Archive for April, 2010

Error localization: from definition to discipline (why it really matters)

April 23, 2010 2 comments

PerfectAnalytics Software Inc. sells PerfectReporter, a software product which enjoys a market leading position.  PerfectReporter has many customers.   These customers love the product.

What could be better than a software product which delights the customer and exceeds their expectations?

Answer: how the software product handles an unexpected error during the most critical moment.   Years of accumulated customer good will can instantly evaporate when the customer runs a report (3 hours before a deadline) and witnesses an error which should have never occurred in the first place.

The names are of course fictional.  The situation – although simplified for the purposes of this blog – is very real however.  Let’s get started.

IndustryInsiders licensed PerfectReporter software to produce very sophisticated analytic reports.    PerfectReporter is perfectly capable of …

– Reading multiple data sources
– Executing data aggregation and summarization tasks
– Enabling users to create and execute both standard and user-customized reports

Jane runs several reports every morning at 9:00am.   She uses metrics produced by these reports, performs additional analysis, and submits her own analytic brief by 12 noon.

For the first time, Jane suspects that something is very wrong.  The reports seemed OK.  Yet the data does not make any sense.

Jane calls PerfectAnalytics Software support line and opens a ticket.  She needs the problem to be addressed in the next 3 hours in order for the financial institution to make decisions about million-dollar investment transactions.

6 days later, the problem is solved.  Highlights (or lowlights by any other name):

– Multiple calls between the customer and PerfectAnalytics Software support organization
– Escalation by customer’s senior executive, “get your engineers onsite and do not leave until the problem is solved”
– 2 engineers (actual developers, not support engineers) working at IndustryInsiders for 6 days
– 4 engineers at PerfectAnalytics working behind the scenes to determine the root cause
– 1 day (literally 24 hours)  to build and package an emergency release
– 1 day to install the new release at IndustryInsiders

Good will loss at IndustryInsiders – unable to quantify …

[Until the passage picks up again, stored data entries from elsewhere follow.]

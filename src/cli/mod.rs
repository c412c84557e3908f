//! CLI module for the attrplan tool.
//!
//! This module provides the command-line interface for validating schemas
//! and running plan modifiers over tentative plans.

mod commands;
mod output;

pub use commands::{Cli, Commands, OutputFormat};
pub use output::OutputFormatter;
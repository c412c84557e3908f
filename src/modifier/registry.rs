//! Named rules, as referenced from schema files.

use serde::{Deserialize, Serialize};

use super::{PlanModifier, UseStateForUnknown, UseStateForUnknownIncludingNull, UseUnknownOnUpdate};
use crate::error::ConfigError;
use crate::value::AttributeShape;

/// A rule that can be listed under an attribute's `plan_modifiers`.
#[derive(Debug, Clone, Copy, Serialize, Deserialize, PartialEq, Eq, Hash)]
#[serde(rename_all = "snake_case", try_from = "String")]
pub enum RuleKind {
    /// [`UseUnknownOnUpdate`].
    UseUnknownOnUpdate,
    /// [`UseStateForUnknownIncludingNull`].
    UseStateForUnknownIncludingNull,
    /// [`UseStateForUnknown`].
    UseStateForUnknown,
}

impl RuleKind {
    /// Every available rule.
    pub const ALL: [Self; 3] = [
        Self::UseUnknownOnUpdate,
        Self::UseStateForUnknownIncludingNull,
        Self::UseStateForUnknown,
    ];

    /// Builds the rule for attributes of shape `T`.
    #[must_use]
    pub fn build<T: AttributeShape>(self) -> Box<dyn PlanModifier<T>> {
        match self {
            Self::UseUnknownOnUpdate => Box::new(UseUnknownOnUpdate),
            Self::UseStateForUnknownIncludingNull => Box::new(UseStateForUnknownIncludingNull),
            Self::UseStateForUnknown => Box::new(UseStateForUnknown),
        }
    }

    /// Registry name.
    #[must_use]
    pub const fn name(self) -> &'static str {
        match self {
            Self::UseUnknownOnUpdate => UseUnknownOnUpdate::NAME,
            Self::UseStateForUnknownIncludingNull => UseStateForUnknownIncludingNull::NAME,
            Self::UseStateForUnknown => UseStateForUnknown::NAME,
        }
    }

    /// Plain-text description.
    #[must_use]
    pub const fn description(self) -> &'static str {
        match self {
            Self::UseUnknownOnUpdate => UseUnknownOnUpdate::DESCRIPTION,
            Self::UseStateForUnknownIncludingNull => UseStateForUnknownIncludingNull::DESCRIPTION,
            Self::UseStateForUnknown => UseStateForUnknown::DESCRIPTION,
        }
    }

    /// Returns true for the rules that copy recorded state forward.
    #[must_use]
    pub const fn preserves_state(self) -> bool {
        matches!(
            self,
            Self::UseStateForUnknownIncludingNull | Self::UseStateForUnknown
        )
    }
}

impl std::str::FromStr for RuleKind {
    type Err = ConfigError;

    fn from_str(s: &str) -> std::result::Result<Self, Self::Err> {
        Self::ALL
            .into_iter()
            .find(|kind| kind.name() == s)
            .ok_or_else(|| ConfigError::UnknownRule {
                name: s.to_string(),
            })
    }
}

impl TryFrom<String> for RuleKind {
    type Error = ConfigError;

    fn try_from(name: String) -> std::result::Result<Self, Self::Error> {
        name.parse()
    }
}

impl std::fmt::Display for RuleKind {
    fn fmt(&self, f: &mut std::fmt::Formatter<'_>) -> std::fmt::Result {
        write!(f, "{}", self.name())
    }
}
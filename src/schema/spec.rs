//! Schema definition types.
//!
//! These structs map one-to-one to `attrplan.schema.yaml`.

use serde::{Deserialize, Serialize};

use crate::modifier::{ModifierChain, RuleKind};
use crate::value::{AttributeShape, ShapeKind};

/// The root schema: every resource type a provider manages.
#[derive(Debug, Clone, Serialize, Deserialize, PartialEq, Eq)]
pub struct ProviderSchema {
    /// Provider name, used as a prefix for resource types.
    pub provider: String,
    /// Managed resource types.
    #[serde(default)]
    pub resources: Vec<ResourceSchema>,
}

/// One managed resource type.
#[derive(Debug, Clone, Serialize, Deserialize, PartialEq, Eq)]
pub struct ResourceSchema {
    /// Resource type name (e.g. `signoz_alert`).
    #[serde(rename = "type")]
    pub resource_type: String,
    /// Declared attributes.
    #[serde(default)]
    pub attributes: Vec<AttributeSchema>,
}

/// One attribute of a resource type.
#[derive(Debug, Clone, Serialize, Deserialize, PartialEq, Eq)]
pub struct AttributeSchema {
    /// Attribute name.
    pub name: String,
    /// Value shape.
    pub shape: ShapeKind,
    /// Whether configuration may omit the attribute.
    #[serde(default)]
    pub optional: bool,
    /// Whether the remote system may supply the value.
    #[serde(default)]
    pub computed: bool,
    /// Plan modifiers, in execution order.
    #[serde(default)]
    pub plan_modifiers: Vec<RuleKind>,
    /// Human-readable description.
    #[serde(default)]
    pub description: Option<String>,
}

impl ProviderSchema {
    /// Looks up a resource type.
    #[must_use]
    pub fn resource(&self, resource_type: &str) -> Option<&ResourceSchema> {
        self.resources
            .iter()
            .find(|r| r.resource_type == resource_type)
    }

    /// Returns the total number of declared attributes.
    #[must_use]
    pub fn attribute_count(&self) -> usize {
        self.resources.iter().map(|r| r.attributes.len()).sum()
    }

    /// Returns the total number of registered plan modifiers.
    #[must_use]
    pub fn modifier_count(&self) -> usize {
        self.resources
            .iter()
            .flat_map(|r| &r.attributes)
            .map(|a| a.plan_modifiers.len())
            .sum()
    }
}

impl ResourceSchema {
    /// Looks up an attribute.
    #[must_use]
    pub fn attribute(&self, name: &str) -> Option<&AttributeSchema> {
        self.attributes.iter().find(|a| a.name == name)
    }
}

impl AttributeSchema {
    /// Builds the ordered modifier chain for this attribute.
    #[must_use]
    pub fn chain<T: AttributeShape>(&self) -> ModifierChain<T> {
        let mut chain = ModifierChain::new();
        for kind in &self.plan_modifiers {
            chain.push(kind.build());
        }
        chain
    }
}

#[cfg(test)]
mod tests {
    use super::*;

    fn alert_schema() -> ProviderSchema {
        ProviderSchema {
            provider: String::from("signoz"),
            resources: vec![ResourceSchema {
                resource_type: String::from("signoz_alert"),
                attributes: vec![
                    AttributeSchema {
                        name: String::from("state"),
                        shape: ShapeKind::Scalar,
                        optional: false,
                        computed: true,
                        plan_modifiers: vec![RuleKind::UseUnknownOnUpdate],
                        description: None,
                    },
                    AttributeSchema {
                        name: String::from("evaluation"),
                        shape: ShapeKind::Structured,
                        optional: true,
                        computed: true,
                        plan_modifiers: vec![RuleKind::UseStateForUnknownIncludingNull],
                        description: None,
                    },
                ],
            }],
        }
    }

    #[test]
    fn test_lookups() {
        let schema = alert_schema();
        let alert = schema.resource("signoz_alert").unwrap();

        assert!(schema.resource("signoz_dashboard").is_none());
        assert_eq!(alert.attribute("evaluation").unwrap().shape, ShapeKind::Structured);
        assert_eq!(schema.attribute_count(), 2);
        assert_eq!(schema.modifier_count(), 2);
    }

    #[test]
    fn test_chain_follows_declared_order() {
        let mut attribute = alert_schema().resources[0].attributes[1].clone();
        attribute.plan_modifiers.push(RuleKind::UseUnknownOnUpdate);

        let chain = attribute.chain::<crate::value::ObjectValue>();
        assert_eq!(
            chain.names(),
            vec!["use_state_for_unknown_including_null", "use_unknown_on_update"]
        );
    }
}
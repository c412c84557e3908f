//! Plan modifiers for computed attributes.
//!
//! A plan modifier inspects one attribute of one resource instance during the
//! plan phase and may replace the value the host engine proposed. This module
//! provides:
//! - The [`PlanModifier`] contract, generic over the attribute's value shape
//! - [`UseUnknownOnUpdate`] for volatile, remotely controlled fields
//! - [`UseStateForUnknownIncludingNull`] for optional computed fields whose
//!   absence must survive across plans
//! - [`UseStateForUnknown`], the stock behaviour that drops recorded nulls
//! - [`ModifierChain`], the ordered list of modifiers for one attribute

mod chain;
mod registry;
mod state_for_unknown;
mod unknown_on_update;

pub use chain::ModifierChain;
pub use registry::RuleKind;
pub use state_for_unknown::{UseStateForUnknown, UseStateForUnknownIncludingNull};
pub use unknown_on_update::UseUnknownOnUpdate;

use crate::value::{AttributeShape, AttributeValue};

/// Everything a modifier may look at for a single attribute.
#[derive(Debug)]
pub struct ModifyRequest<'a, T> {
    /// Attribute path within the resource.
    pub path: &'a str,
    /// True when the resource has no recorded state (it is being created).
    pub prior_state_is_null: bool,
    /// The recorded value. `Null` whenever `prior_state_is_null` is set.
    pub state_value: &'a AttributeValue<T>,
    /// The value planned so far, by the host engine or an earlier modifier.
    pub plan_value: &'a AttributeValue<T>,
}

/// The value a modifier hands back to the engine.
#[derive(Debug, Clone, PartialEq, Eq)]
pub struct ModifyResponse<T> {
    /// The planned value after this modifier ran.
    pub plan_value: AttributeValue<T>,
}

impl<T: Clone> ModifyResponse<T> {
    /// Creates a response that leaves the planned value unchanged.
    #[must_use]
    pub fn unchanged(req: &ModifyRequest<'_, T>) -> Self {
        Self {
            plan_value: req.plan_value.clone(),
        }
    }
}

/// A reconciliation rule for attributes of shape `T`.
///
/// Implementations must be pure: the outcome may depend only on the request.
pub trait PlanModifier<T: AttributeShape>: Send + Sync {
    /// Registry name, as written in schema files.
    fn name(&self) -> &'static str;

    /// Plain-text description for documentation and tooling.
    fn description(&self) -> &'static str;

    /// Markdown description. Defaults to the plain description.
    fn markdown_description(&self) -> String {
        self.description().to_string()
    }

    /// Revises `resp.plan_value` in place.
    fn modify(&self, req: &ModifyRequest<'_, T>, resp: &mut ModifyResponse<T>);

    /// Runs the modifier on a bare prior value and tentative plan value.
    ///
    /// `prior` is `None` when the resource is new.
    fn apply(&self, prior: Option<&AttributeValue<T>>, tentative: AttributeValue<T>) -> AttributeValue<T> {
        let null = AttributeValue::Null;
        let req = ModifyRequest {
            path: "",
            prior_state_is_null: prior.is_none(),
            state_value: prior.unwrap_or(&null),
            plan_value: &tentative,
        };
        let mut resp = ModifyResponse::unchanged(&req);
        self.modify(&req, &mut resp);
        resp.plan_value
    }
}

So what was the root cause problem?  There were several and I’d like to spend a little time on each one.

1.  One of the data updates did not complete.

2.  Aggregation procedures did not verify if required data updates successfully completed

3.  Metrics were produced with good and missing / partially updated data

4.  Reports did not check if the execution could occur (no data – do not execute – signal alarm if applicable)

The contributing error occurred at a very low level but surfaced in a report.   There were many layers between the error and symptom.   The product architecture did nothing to facilitate error localization, or how to quickly find the root cause despite multiple layers between the error and the symptom.

That’s why every software engineering organization must treat error localization as a discipline.    Suggestions:

– It should take no more than 1 hour to find the root cause of the most complicated problem.   If it takes longer than 1 hour, the software does not have enough instrumentation and meaningful error management capabilities.   Define required error localization and instrumentation capabilities, treat them as any feature, and ensure they appear in the product release roadmap.

– The team should spend no more than 5% of development capacity on diagnostic time (or time required to find the root cause of problems).  Regardless of defect tracking / resolution system, start collecting and measuring both Diagnostic Time and Resolution Time.   If you haven’t done this before, the results may surprise you.

– During design reviews, propose and discuss likely error scenarios which have the greatest probability of cascading through the product architecture.  Every cascading junction (for example:   from data updates to data aggregation) is an opportunity to measure whether the architecture supports rapid error localization

Some of you are already asking, “How did the emergency release address the problem?  What did you change?  How did the customer respond?”

This is the best part (and I’ll share in just a moment why this happens to be the best part).

PerfectReporter Version 2.0 included the following features:

– Detailed logging about every data feed:  received (timestamp), from (source, company), number of records, etc.

– Detailed run time metrics about data feed validation:  records accepted, records rejected, reasons

– Detailed run time metrics about each aggregation task

– New validation procedures to verify if aggregation tasks were completed correctly;  if validation procedures failed, data administrators were notified via multiple channels (including text messages)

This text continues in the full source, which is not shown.